The Bitcoin boom is generating free heat

By Advertiser Disclosure
This post contains affiliate links, and CoinDiligent will be compensated if you make a purchase after clicking the links.

Over the course of the past few years, Bitcoin and cryptocurrency mining have been often referred to an incredible usage of electricity, that is estimated to be as high as 0.5 percent of the global electricity consumption. In addition to the energy needed for running the mining equipment, which are either graphics processing units (GPUs) or central processing units (CPUs), it also takes a lot of power to cool down the facilities that are running so-called mining rigs.

Environment activists around the world took this as a reason to go on the warpath and heavily criticize the current development of the blockchain industry. However, with so much energy involved, there are must be some ways to make mining electricity green. Some mining operators advertised with only using electricity that has been generated through renewable energy. Then there are also some clever engineers, that found a way to recycle the heat generated through miners, in order to provide private and industrial houses with literally free heat.


How does it work

The creative idea of recycling heat of cryptocurrency miners came up from a Canadian start-up called Heatmine. The company has been active in the mining industry since 2012, developing a cryptocurrency powered heating unit to supply private households, as well as warehouses, greenhouses and outdoor pools. Inside a heating unit, that consists of 63 GPUs, copper cooling devices are used to absorb the heat in order to warm up water that is streaming through the device. The hot water will then be directed into a central water heating system, where it provides several rooms with heat.

According to a press release of the company, one unit produces as much as 75,000 British thermal units (BTU), which is sufficient to heat up to 300 square meters for 24 hours a day. The best thing about this: the value of the cryptocurrencies generated through the mining process is expected to completely cover the electricity costs, essentially generating free heat for the customer. Through decentralizing cryptocurrency miners, Heatmine accelerates cryptocurrency adoption while simultaneously solving heating problems in northern and colder nations.

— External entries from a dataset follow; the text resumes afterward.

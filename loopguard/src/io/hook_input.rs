//! Event payloads handed to a hook invocation on stdin.
//!
//! Hosts differ in field names, so the common spellings are accepted as
//! aliases. Anything that is not a JSON object is treated as free-text output.

use serde::Deserialize;
use serde_json::Value;
use tracing::debug;

/// Operation names that mutate a file in place.
const WRITE_OPERATIONS: &[&str] = &["Write", "Edit", "MultiEdit", "NotebookEdit"];

/// Operation names that run a shell command.
const SHELL_OPERATIONS: &[&str] = &["Bash", "Shell", "shell", "run_command"];

/// Token and cost usage reported alongside an action result.
#[derive(Debug, Clone, Default, PartialEq, Deserialize)]
#[serde(default)]
pub struct Usage {
    pub input_tokens: u64,
    pub output_tokens: u64,
    #[serde(alias = "cost", alias = "total_cost_usd")]
    pub cost_usd: f64,
}

#[derive(Debug, Clone, Default, PartialEq, Deserialize)]
#[serde(default)]
pub struct HookInput {
    #[serde(alias = "tool_name", alias = "tool")]
    pub operation: Option<String>,
    #[serde(alias = "tool_input")]
    pub input: Value,
    #[serde(alias = "tool_response", alias = "tool_result")]
    pub result: Value,
    #[serde(alias = "last_assistant_message", alias = "message", alias = "text")]
    pub output: Option<String>,
    pub usage: Option<Usage>,
    pub is_error: Option<bool>,
}

impl HookInput {
    /// Parse stdin. Never fails: empty input is the default, non-JSON is output text.
    pub fn parse(raw: &str) -> Self {
        let trimmed = raw.trim();
        if trimmed.is_empty() {
            return Self::default();
        }
        match serde_json::from_str::<Value>(trimmed) {
            Ok(value @ Value::Object(_)) => serde_json::from_value(value).unwrap_or_else(|err| {
                debug!(err = %err, "hook input has unexpected shape; treating as text");
                Self::text(trimmed)
            }),
            Ok(Value::String(text)) => Self::text(&text),
            Ok(_) | Err(_) => Self::text(trimmed),
        }
    }

    fn text(text: &str) -> Self {
        Self {
            output: Some(text.to_string()),
            ..Self::default()
        }
    }

    pub fn operation(&self) -> Option<&str> {
        self.operation.as_deref()
    }

    pub fn is_write_like(&self) -> bool {
        self.operation()
            .is_some_and(|op| WRITE_OPERATIONS.contains(&op))
    }

    /// Shell command for this action, if it is one.
    pub fn command(&self) -> Option<&str> {
        let cmd = self.input.get("command").and_then(Value::as_str)?;
        match self.operation() {
            Some(op) if !SHELL_OPERATIONS.contains(&op) => None,
            _ => Some(cmd),
        }
    }

    /// Every file path the action targets, deduplicated in input order.
    pub fn target_paths(&self) -> Vec<String> {
        let mut paths: Vec<String> = Vec::new();
        let mut push = |value: Option<&Value>| {
            if let Some(path) = value.and_then(Value::as_str)
                && !path.trim().is_empty()
                && !paths.iter().any(|p| p == path)
            {
                paths.push(path.to_string());
            }
        };
        for key in ["file_path", "path", "notebook_path"] {
            push(self.input.get(key));
        }
        if let Some(edits) = self.input.get("edits").and_then(Value::as_array) {
            for edit in edits {
                push(edit.get("file_path"));
            }
        }
        paths
    }

    /// Flattened textual result of the action.
    pub fn result_text(&self) -> String {
        match &self.result {
            Value::Null => self.output.clone().unwrap_or_default(),
            Value::String(s) => s.clone(),
            Value::Object(map) => {
                let parts: Vec<&str> = ["stdout", "stderr", "output", "content", "error"]
                    .iter()
                    .filter_map(|key| map.get(*key).and_then(Value::as_str))
                    .filter(|s| !s.is_empty())
                    .collect();
                if parts.is_empty() {
                    self.result.to_string()
                } else {
                    parts.join("\n")
                }
            }
            other => other.to_string(),
        }
    }

    /// The host's own verdict on the result, when it gives one.
    pub fn error_flag(&self) -> Option<bool> {
        if self.is_error.is_some() {
            return self.is_error;
        }
        let map = self.result.as_object()?;
        if let Some(flag) = map.get("is_error").and_then(Value::as_bool) {
            return Some(flag);
        }
        if map.get("interrupted").and_then(Value::as_bool) == Some(true) {
            return Some(true);
        }
        ["exit_code", "exitCode", "returncode"]
            .iter()
            .find_map(|key| map.get(*key).and_then(Value::as_i64))
            .map(|code| code != 0)
    }

    /// Free-text agent output for at-exit classification.
    pub fn output_text(&self) -> &str {
        self.output.as_deref().unwrap_or("")
    }
}
//! Fail-open façade over the store.
//!
//! Each call is one short, independently committed operation. Any storage
//! failure is logged and degrades to an empty or zero result; nothing here can
//! make a hook block or crash.

use anyhow::Result;
use tracing::{debug, warn};

use super::config::StoreConfig;
use super::init::StatePaths;
use super::store::{FieldValue, PersistBatch, SessionField, Store};
use crate::core::breaker::BreakerSnapshot;
use crate::core::types::{Escalation, NewEvent, Session, Task};

pub struct Accessor {
    store: Option<Store>,
}

impl Accessor {
    /// Open the project's store. An uninitialized project or a broken database
    /// yields an accessor that answers every read with nothing.
    pub fn open(paths: &StatePaths, cfg: &StoreConfig) -> Self {
        if !paths.is_initialized() {
            debug!(root = %paths.root.display(), "no state directory; running without a store");
            return Self::unavailable();
        }
        match Store::open(&paths.db_path, cfg) {
            Ok(store) => Self::from_store(store),
            Err(err) => {
                warn!(
                    err = format!("{err:#}"),
                    "state store unavailable; treating as no prior state"
                );
                Self::unavailable()
            }
        }
    }

    pub fn from_store(store: Store) -> Self {
        Self { store: Some(store) }
    }

    pub fn unavailable() -> Self {
        Self { store: None }
    }

    pub fn is_available(&self) -> bool {
        self.store.is_some()
    }

    fn absorb<T>(&self, op: &str, f: impl FnOnce(&Store) -> Result<T>) -> Option<T> {
        let store = self.store.as_ref()?;
        match f(store) {
            Ok(value) => Some(value),
            Err(err) => {
                warn!(
                    op,
                    err = format!("{err:#}"),
                    "state store call failed; continuing without it"
                );
                None
            }
        }
    }

    /// The most recent session, in any status.
    pub fn current_session(&self) -> Option<Session> {
        self.absorb("current session", Store::latest_session)
            .flatten()
    }

    /// The in-progress task of `session_id`.
    pub fn current_task(&self, session_id: Option<&str>) -> Option<Task> {
        self.absorb("current task", |s| s.active_task(session_id))
            .flatten()
    }

    pub fn session_field(&self, session_id: &str, field: SessionField) -> Option<FieldValue> {
        self.absorb("session field", |s| s.session_field(session_id, field))
            .flatten()
    }

    /// Returns false when the session is missing or the write failed.
    pub fn set_session_field(
        &self,
        session_id: &str,
        field: SessionField,
        value: &FieldValue,
    ) -> bool {
        self.absorb("set session field", |s| {
            s.set_session_field(session_id, field, value)
        })
        .unwrap_or(false)
    }

    pub fn append_event(&self, event: &NewEvent) -> Option<i64> {
        self.absorb("append event", |s| s.append_event(event))
    }

    pub fn record_escalation(&self, escalation: &Escalation) -> Option<i64> {
        self.absorb("record escalation", |s| s.record_escalation(escalation))
    }

    pub fn breaker(&self, session_id: &str) -> Option<BreakerSnapshot> {
        self.absorb("breaker", |s| s.breaker(session_id)).flatten()
    }

    /// Returns whether the batch was committed.
    pub fn persist(&self, batch: &PersistBatch<'_>) -> bool {
        self.absorb("persist", |s| s.persist(batch)).is_some()
    }

    /// Direct store access for operator commands, which must surface errors.
    pub fn store(&self) -> Option<&Store> {
        self.store.as_ref()
    }
}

During first field tests in the previous months, the project already received positive feedback from greenhouse owners and churches. Guy and Maxime Beland, who produce Canadian strawberries in a greenhouse, previously had a chance to test Heatmine units in their daily operations. “The energy consumed for heating, ventilating, and air conditioning, as well as supplemental lighting in our greenhouse, represents the most important cost for us,” they said. “By using Heatmine for our greenhouse, we were able to significantly reduce our production costs and were as competitive on prices as Mexican strawberries.”

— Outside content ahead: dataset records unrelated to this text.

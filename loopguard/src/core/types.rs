//! Shared deterministic types for the control loop.
//!
//! These types define stable contracts between core components and the store.
//! String forms (`as_str` / `parse`) are the persisted representation and must
//! not change without a schema migration.

use serde::{Deserialize, Serialize};

use crate::core::attempt::AttemptState;
use crate::core::breaker::BreakerSnapshot;
use crate::core::scope::ScopeRules;

/// Lifecycle status of an autonomous session.
#[derive(Debug, Clone, Copy, PartialEq, Eq, Serialize, Deserialize)]
#[serde(rename_all = "snake_case")]
pub enum SessionStatus {
    Initializing,
    Running,
    Paused,
    Completed,
    Failed,
    Aborted,
}

impl SessionStatus {
    pub fn as_str(self) -> &'static str {
        match self {
            SessionStatus::Initializing => "initializing",
            SessionStatus::Running => "running",
            SessionStatus::Paused => "paused",
            SessionStatus::Completed => "completed",
            SessionStatus::Failed => "failed",
            SessionStatus::Aborted => "aborted",
        }
    }

    pub fn parse(raw: &str) -> Option<Self> {
        match raw {
            "initializing" => Some(SessionStatus::Initializing),
            "running" => Some(SessionStatus::Running),
            "paused" => Some(SessionStatus::Paused),
            "completed" => Some(SessionStatus::Completed),
            "failed" => Some(SessionStatus::Failed),
            "aborted" => Some(SessionStatus::Aborted),
            _ => None,
        }
    }

    /// Terminal sessions are never mutated by the dispatcher again.
    pub fn is_terminal(self) -> bool {
        matches!(
            self,
            SessionStatus::Completed | SessionStatus::Failed | SessionStatus::Aborted
        )
    }
}

/// Status of a unit of work inside a session.
#[derive(Debug, Clone, Copy, PartialEq, Eq, Serialize, Deserialize)]
#[serde(rename_all = "snake_case")]
pub enum TaskStatus {
    Pending,
    InProgress,
    Completed,
    Failed,
    Blocked,
}

impl TaskStatus {
    pub fn as_str(self) -> &'static str {
        match self {
            TaskStatus::Pending => "pending",
            TaskStatus::InProgress => "in_progress",
            TaskStatus::Completed => "completed",
            TaskStatus::Failed => "failed",
            TaskStatus::Blocked => "blocked",
        }
    }

    pub fn parse(raw: &str) -> Option<Self> {
        match raw {
            "pending" => Some(TaskStatus::Pending),
            "in_progress" => Some(TaskStatus::InProgress),
            "completed" => Some(TaskStatus::Completed),
            "failed" => Some(TaskStatus::Failed),
            "blocked" => Some(TaskStatus::Blocked),
            _ => None,
        }
    }
}

/// Execution mode. Eco mode tolerates more failures before escalating.
#[derive(Debug, Clone, Copy, PartialEq, Eq, Default, Serialize, Deserialize)]
#[serde(rename_all = "snake_case")]
pub enum ExecutionMode {
    #[default]
    Normal,
    Eco,
}

impl ExecutionMode {
    pub fn as_str(self) -> &'static str {
        match self {
            ExecutionMode::Normal => "normal",
            ExecutionMode::Eco => "eco",
        }
    }

    pub fn parse(raw: &str) -> Option<Self> {
        match raw {
            "normal" => Some(ExecutionMode::Normal),
            "eco" => Some(ExecutionMode::Eco),
            _ => None,
        }
    }
}

/// Capability level assigned to the current attempt.
///
/// Ordered: `Tier1 < Tier2 < Tier3 < Diagnostic`. `Diagnostic` is terminal and
/// requires multi-perspective review before further automated attempts.
#[derive(Debug, Clone, Copy, PartialEq, Eq, PartialOrd, Ord, Default, Serialize, Deserialize)]
#[serde(rename_all = "snake_case")]
pub enum ModelTier {
    #[default]
    Tier1,
    Tier2,
    Tier3,
    Diagnostic,
}

impl ModelTier {
    pub fn as_str(self) -> &'static str {
        match self {
            ModelTier::Tier1 => "tier1",
            ModelTier::Tier2 => "tier2",
            ModelTier::Tier3 => "tier3",
            ModelTier::Diagnostic => "diagnostic",
        }
    }

    pub fn parse(raw: &str) -> Option<Self> {
        match raw {
            "tier1" => Some(ModelTier::Tier1),
            "tier2" => Some(ModelTier::Tier2),
            "tier3" => Some(ModelTier::Tier3),
            "diagnostic" => Some(ModelTier::Diagnostic),
            _ => None,
        }
    }

    /// Next rung on the ladder, or `None` at the top.
    pub fn promote(self) -> Option<Self> {
        match self {
            ModelTier::Tier1 => Some(ModelTier::Tier2),
            ModelTier::Tier2 => Some(ModelTier::Tier3),
            ModelTier::Tier3 => Some(ModelTier::Diagnostic),
            ModelTier::Diagnostic => None,
        }
    }
}

/// Lifecycle event types the dispatcher is invoked for.
#[derive(Debug, Clone, Copy, PartialEq, Eq, Serialize, Deserialize)]
#[serde(rename_all = "kebab-case")]
pub enum HookEvent {
    BeforeAction,
    AfterAction,
    AtExit,
    PreTruncation,
}

impl HookEvent {
    pub fn as_str(self) -> &'static str {
        match self {
            HookEvent::BeforeAction => "before-action",
            HookEvent::AfterAction => "after-action",
            HookEvent::AtExit => "at-exit",
            HookEvent::PreTruncation => "pre-truncation",
        }
    }
}

/// Coarse classification of an action's textual result.
#[derive(Debug, Clone, Copy, PartialEq, Eq, Serialize, Deserialize)]
#[serde(rename_all = "snake_case")]
pub enum ActionOutcome {
    Success,
    Failure,
    Unknown,
}

/// Audit-trail grouping for events.
#[derive(Debug, Clone, Copy, PartialEq, Eq, Serialize, Deserialize)]
#[serde(rename_all = "snake_case")]
pub enum EventCategory {
    Lifecycle,
    Scope,
    Safety,
    Gate,
    Escalation,
    Breaker,
    Exit,
    Checkpoint,
}

impl EventCategory {
    pub fn as_str(self) -> &'static str {
        match self {
            EventCategory::Lifecycle => "lifecycle",
            EventCategory::Scope => "scope",
            EventCategory::Safety => "safety",
            EventCategory::Gate => "gate",
            EventCategory::Escalation => "escalation",
            EventCategory::Breaker => "breaker",
            EventCategory::Exit => "exit",
            EventCategory::Checkpoint => "checkpoint",
        }
    }

    pub fn parse(raw: &str) -> Option<Self> {
        match raw {
            "lifecycle" => Some(EventCategory::Lifecycle),
            "scope" => Some(EventCategory::Scope),
            "safety" => Some(EventCategory::Safety),
            "gate" => Some(EventCategory::Gate),
            "escalation" => Some(EventCategory::Escalation),
            "breaker" => Some(EventCategory::Breaker),
            "exit" => Some(EventCategory::Exit),
            "checkpoint" => Some(EventCategory::Checkpoint),
            _ => None,
        }
    }
}

/// One end-to-end autonomous run.
#[derive(Debug, Clone, PartialEq, Serialize, Deserialize)]
pub struct Session {
    pub id: String,
    pub command: String,
    pub status: SessionStatus,
    pub phase: String,
    pub model_tier: ModelTier,
    /// Exit attempts blocked so far. Monotonic except on explicit restore.
    pub iteration: u32,
    pub max_iterations: u32,
    /// Escalation counter: zeroed on success and on every promotion.
    pub consecutive_failures: u32,
    pub mode: ExecutionMode,
    pub cost_usd: f64,
    pub input_tokens: u64,
    pub output_tokens: u64,
    pub created_at: String,
    pub updated_at: String,
}

/// A unit of work within a session.
#[derive(Debug, Clone, PartialEq, Serialize, Deserialize)]
pub struct Task {
    pub id: String,
    /// Owning session; cleared if the session row is removed.
    pub session_id: Option<String>,
    pub title: String,
    pub status: TaskStatus,
    pub scope: ScopeRules,
    pub model_tier: ModelTier,
    pub iteration: u32,
    pub attempt_state: AttemptState,
    pub depends_on: Vec<String>,
    pub created_at: String,
    pub updated_at: String,
}

/// Event to append to the audit trail.
#[derive(Debug, Clone, PartialEq, Serialize)]
pub struct NewEvent {
    pub session_id: Option<String>,
    pub kind: String,
    pub category: EventCategory,
    pub message: String,
    pub payload: serde_json::Value,
}

/// Persisted, immutable audit record.
#[derive(Debug, Clone, PartialEq, Serialize)]
pub struct Event {
    pub id: i64,
    pub session_id: Option<String>,
    pub kind: String,
    pub category: EventCategory,
    pub message: String,
    pub payload: serde_json::Value,
    pub created_at: String,
}

/// One model-tier promotion.
#[derive(Debug, Clone, PartialEq, Eq, Serialize)]
pub struct Escalation {
    pub session_id: String,
    pub task_id: Option<String>,
    pub from_tier: ModelTier,
    pub to_tier: ModelTier,
    pub reason: String,
    pub failure_count: u32,
    pub iteration: u32,
    pub created_at: String,
}

/// Per-gate pass/fail record.
#[derive(Debug, Clone, PartialEq, Eq, Serialize)]
pub struct GateResult {
    pub session_id: Option<String>,
    pub task_id: Option<String>,
    pub gate: String,
    pub passed: bool,
    pub iteration: u32,
}

/// Snapshot captured by a checkpoint. Restoring applies these values verbatim.
#[derive(Debug, Clone, PartialEq, Serialize, Deserialize)]
pub struct CheckpointPayload {
    pub session_id: Option<String>,
    pub task_id: Option<String>,
    pub session_status: Option<SessionStatus>,
    pub task_status: Option<TaskStatus>,
    pub attempt_state: Option<AttemptState>,
    pub model_tier: ModelTier,
    pub iteration: u32,
    /// Gate attempts on the task. Absent from older checkpoints.
    #[serde(default)]
    pub task_iteration: u32,
    pub consecutive_failures: u32,
    pub breaker: BreakerSnapshot,
    pub autonomous: bool,
    pub reason: String,
}

/// Durable, restorable snapshot of execution context.
#[derive(Debug, Clone, PartialEq, Serialize, Deserialize)]
pub struct Checkpoint {
    pub id: String,
    pub session_id: Option<String>,
    pub task_id: Option<String>,
    pub payload: CheckpointPayload,
    pub created_at: String,
    pub restorable: bool,
}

Where is adoption happening?

The demand for inexpensive heating devices is big, especially in countries that are located within the northern hemisphere. Cold regions, such as Canada, Finland or Norway, require up to ten months of constant heating per year. Such enormous demand amounts to a total spending on heating to up to CAD 5 billion per year in the Canadian region Quebec. Heating units that are powered by cryptocurrency miners could basically be installed everywhere in the world. In terms of Heatmine, the only requirement is to have a central water heating system.

Such a system appears to be quite common in Canada, as the main heat providing system is using boiled water as a heating source. As Heatmine CEO Jonathan Forte puts in reference to Heatmine’s applicability:

“Our solution will grow into the electric heat market: an electric network already designed.”


What does the future hold

Bitcoin’s enormous energy consumption was often referred to as one of the main disadvantages of the disruptive technology of cryptocurrencies. However, when comparing the resources that are needed for producing and distributing fiat currencies, it becomes very clear that people should rather complain about the Dollar or the Euro instead of Bitcoin. Furthermore, if Bitcoin’s energy can now be used twice – for running the system and for heating buildings, we obviously found a clear winner of the long-existing energy debate.

If we can now build on revolutionary concepts like Heatmine, we are looking into a future where cryptocurrencies will be simply adopted because they can be used to pay the bills to supply a household.